The Imnaha Country in 1887
The Imnaha country comprises a considerable portion of the eastern and southeastern portions of Wallowa county, and is the most diversified of any section of like size, we think, in the Sate of Oregon. It takes its name from its principal stream, the Imnaha river, which rises in the mountains in the southwest corner of the county, flows east some distance, then turns northward diagonally across a portion of the county, and empties into Snake river some twenty miles above the northeastern corner of the county. The river thus flows a distance of about seventy-five miles.
This Imnaha is a vast gorge through the mountains its entire length. The mountains range from two to three thousand feet in height, and are generally barren of timber, but are covered with a luxuriant growth of bunch grass, which affords abundant pasturage for stock the entire year, Big and Little Sheep creeks, together with other streams, flow into the Imnaha, and all have the same general characteristics.
Until a few years ago, there were no settlements upon these streams, but the country was held in common by the stock men of Wallowa valley as a safe retreat for their stock in the winter. Mr. A. B. Findley was the first, or one of the first, to settle in the Imnaha country, but after his experience with garden vegetables, fruit trees, etc., many others were induced to settle in what is today the best portion of Wallowa county for fruits and vegetables.
Hundreds of fine locations can be secured along the streams above mentioned, principally along the Imnaha itself. The first place of note on this stream is called the “park”, some twelve or fifteen miles from its source. This is a beautiful little valley, about four of five miles in length, and from one-fourth of a mile to one mile in width. There are only two or three settlers located there at present, but they are opening up good farms and have planted large orchards, which are doing splendidly.
The next place is the Findley settlement, some ten miles farther down the river, where there are a voting precinct, a post office and a school district, in which a four months’ school was taught last winter, the teacher receiving $40.00 per month. This settlement extends about ten miles down the river, and then some five miles farther is what is called the “Lower Imnaha”, where the valley widens, and including the bench land, forms quite and extensive section, from one to two miles wide and perhaps twelve miles long. The only settlers on this portion of Imnaha are Messers, Vance and Stubblefield. The Imnaha country has a delightful climate, with a mild and even temperature, and is thought to be one of the best localities for vineyards in the Northwest.

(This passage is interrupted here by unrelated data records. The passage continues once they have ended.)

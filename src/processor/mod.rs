//! Annotation processors, their registry and the per-class traversal.
//!
//! Each processor validates one family of meta annotations. The registry maps
//! annotation descriptors to processors, and [`traverse_class`] walks a class
//! in a fixed order dispatching every annotation instance it finds.

mod complexity;
mod constraint;
mod informational;
mod null_marks;
mod one_way_change;
mod pure_function;
mod registry;
mod self_invocation;
mod throws;
mod traversal;
mod weight;

use crate::classfile::{Annotation, ElementValue};
use crate::context::{CheckContext, ElementKind, Target};
use crate::error::Result;

pub use constraint::has_placeholder;
pub use registry::{ANNOTATION_PACKAGE, MetaAnnotation, ProcessorRegistry};
pub use traversal::{AnnotationCounts, traverse_class};

/// Validation of one family of meta annotations.
pub trait AnnotationProcessor {
    /// Family handled by this processor.
    fn kind(&self) -> MetaAnnotation;

    /// Descriptors of the annotation types claimed by this processor.
    fn annotation_types(&self) -> Vec<String> {
        self.kind().descriptors()
    }

    /// Whether the processor may fire on elements of `kind`.
    fn is_element_allowed(&self, kind: ElementKind) -> bool {
        self.kind().allowed_kinds().contains(&kind)
    }

    /// Validate one annotation instance attached to `target`.
    ///
    /// Findings are reported through `context`; the return value is the
    /// number of annotations handled.
    ///
    /// # Errors
    /// Returns [`crate::MetaCheckerError::Abort`] when the run must stop.
    fn process(
        &self,
        context: &mut CheckContext,
        target: &Target<'_>,
        annotation: &Annotation,
    ) -> Result<usize>;
}

/// `" : text"` for non-empty text, otherwise empty.
fn with_separator(text: &str) -> String {
    if text.is_empty() {
        String::new()
    } else {
        format!(" : {text}")
    }
}

/// True if the annotation carries `alert = true`.
fn has_alert(annotation: &Annotation) -> bool {
    annotation
        .value("alert")
        .and_then(ElementValue::as_bool)
        .unwrap_or(false)
}

#[cfg(test)]
#[path = "mod_tests.rs"]
mod tests;
use crate::classfile::{Annotation, JvmType};
use crate::context::{CheckContext, ElementKind, Target};
use crate::error::Result;

use super::{AnnotationProcessor, MetaAnnotation};

/// `@MustNotContainNull` and `@MayContainNull`: only object types and arrays
/// of object types can be marked.
#[derive(Debug, Clone, Copy)]
pub struct NullMarkProcessor {
    kind: MetaAnnotation,
}

impl NullMarkProcessor {
    #[must_use]
    pub const fn new(kind: MetaAnnotation) -> Self {
        Self { kind }
    }
}

impl AnnotationProcessor for NullMarkProcessor {
    fn kind(&self) -> MetaAnnotation {
        self.kind
    }

    fn process(
        &self,
        context: &mut CheckContext,
        target: &Target<'_>,
        annotation: &Annotation,
    ) -> Result<usize> {
        let (marked, subject): (Option<&JvmType>, &str) = match target.kind {
            ElementKind::Field => (
                target.field_info().map(|field| &field.field_type),
                "a non-object field",
            ),
            ElementKind::Parameter => (
                target
                    .method_info()
                    .and_then(|method| method.argument_types().get(target.index)),
                "a non-object parameter",
            ),
            ElementKind::Method => (
                target.method_info().map(|method| method.return_type()),
                "the non-object result",
            ),
            other => {
                return Err(context.abort(
                    &format!("Unexpected item type [{}]", other.as_str()),
                    Some(target),
                ));
            }
        };

        if marked.is_some_and(|ty| !ty.is_object_type()) {
            context.error(
                &format!("{subject} is marked by @{}", annotation.type_name()),
                Some(target),
            );
        }
        Ok(1)
    }
}
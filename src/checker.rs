//! Two-pass FAT consistency check: per-file chain cross-checking with
//! badblock-aware recovery, then a global divergence count against a
//! recoverable-error budget.

use log::{info, warn};

use crate::error::{Error, Result};
use crate::image::{ClusterIdx, Image, BAD, FILE_END};

/// Above this many cross-copy divergences (outside of any live file chain)
/// the image is considered too damaged to trust.
pub const MAX_RECOVERABLE_ERRORS: usize = 20;

/// Whether a checker run should try to heal BAD-vs-live divergences inside
/// file chains (`-m` in the original tool) and whether it should proceed
/// anyway past the global divergence budget (`-f`).
#[derive(Debug, Clone, Copy, Default)]
pub struct CheckOptions {
    pub match_badblocks: bool,
    pub force_not_consistent: bool,
}

#[derive(Debug, Clone, Copy, Default, PartialEq, Eq)]
pub struct CheckReport {
    pub repaired_cells: usize,
    pub recoverable_divergences: usize,
}

/// Runs both passes, repairing what `options` allows in place on `image`.
pub fn check(image: &mut Image, options: CheckOptions) -> Result<CheckReport> {
    info!("checking FAT tables consistency");
    let repaired_cells = check_file_chains(image, options)?;

    info!("checking FAT tables for recoverable errors");
    let recoverable_divergences = check_global_divergence(image, options)?;

    Ok(CheckReport { repaired_cells, recoverable_divergences })
}

/// Pass A: walks every root entry's chain along the primary FAT, comparing
/// every other copy against it cell by cell. A mismatch where neither side
/// is `BAD` is an unrecoverable inconsistency; a mismatch where one side is
/// `BAD` is healed in place when `options.match_badblocks` is set, copying
/// from whichever side is not `BAD` (preferring the primary copy as the
/// source of truth unless the primary itself is the `BAD` side).
fn check_file_chains(image: &mut Image, options: CheckOptions) -> Result<usize> {
    let mut repaired = 0;

    for entry_idx in 0..image.root().len() {
        let start_cluster = image.root()[entry_idx].first_cluster;
        repaired += check_one_chain(image, entry_idx, start_cluster, options)?;
    }

    Ok(repaired)
}

fn check_one_chain(image: &mut Image, entry_idx: usize, start_cluster: ClusterIdx, options: CheckOptions) -> Result<usize> {
    let limit = image.boot_record().cluster_count;
    let mut current = start_cluster;
    let mut hops: u32 = 0;
    let mut repaired = 0;

    loop {
        if hops > limit {
            return Err(Error::ChainCycle { entry: entry_idx, limit });
        }

        let copy_count = image.fat().copy_count();
        for copy in 1..copy_count {
            let primary_value = image.fat().get(0, current);
            let other_value = image.fat().get(copy, current);

            if primary_value != other_value {
                if primary_value != BAD && other_value != BAD {
                    return Err(Error::ChainInconsistent { entry: entry_idx, cluster: current });
                }

                if !options.match_badblocks {
                    return Err(Error::ChainInconsistent { entry: entry_idx, cluster: current });
                }

                warn!("cluster {} diverges between copy 0 and copy {}, attempting recovery", current, copy);
                if primary_value != BAD {
                    image.fat_mut().set(copy, current, primary_value);
                } else {
                    image.fat_mut().primary_mut()[current as usize] = other_value;
                }
                repaired += 1;
            }
        }

        if image.fat().get(0, current) == BAD {
            return Err(Error::UnrecoverableBadBlock { entry: entry_idx, cluster: current });
        }

        let next = image.fat().get(0, current);
        if next == FILE_END {
            break;
        }
        current = next;
        hops += 1;
    }

    Ok(repaired)
}

/// Pass B: compares every cluster's entry across all copies, independent of
/// whether it belongs to a live chain. Counts divergences and fails once
/// they exceed [`MAX_RECOVERABLE_ERRORS`], unless `options.force_not_consistent`
/// overrides that budget.
fn check_global_divergence(image: &Image, options: CheckOptions) -> Result<usize> {
    let mut divergences = 0;
    let cluster_count = image.boot_record().cluster_count;
    let copy_count = image.fat().copy_count();

    for cluster in 0..cluster_count {
        for copy in 1..copy_count {
            if image.fat().get(0, cluster) != image.fat().get(copy, cluster) {
                divergences += 1;
            }
        }
    }

    if divergences > MAX_RECOVERABLE_ERRORS && !options.force_not_consistent {
        return Err(Error::TooManyDivergences { count: divergences, threshold: MAX_RECOVERABLE_ERRORS });
    }

    Ok(divergences)
}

From Joseph toward this potion of the county, in a northeasterly direction, the road is over a rolling prairie country for some twenty miles, when the “breaks of the Imnaha” are reached.
Across the Imnaha eastward to Snake river, is a mountainous country, heavily covered with timber. Here may be found as fine hunting grounds as exist in America, with abundance of large game, that, perhaps will never be exterminated.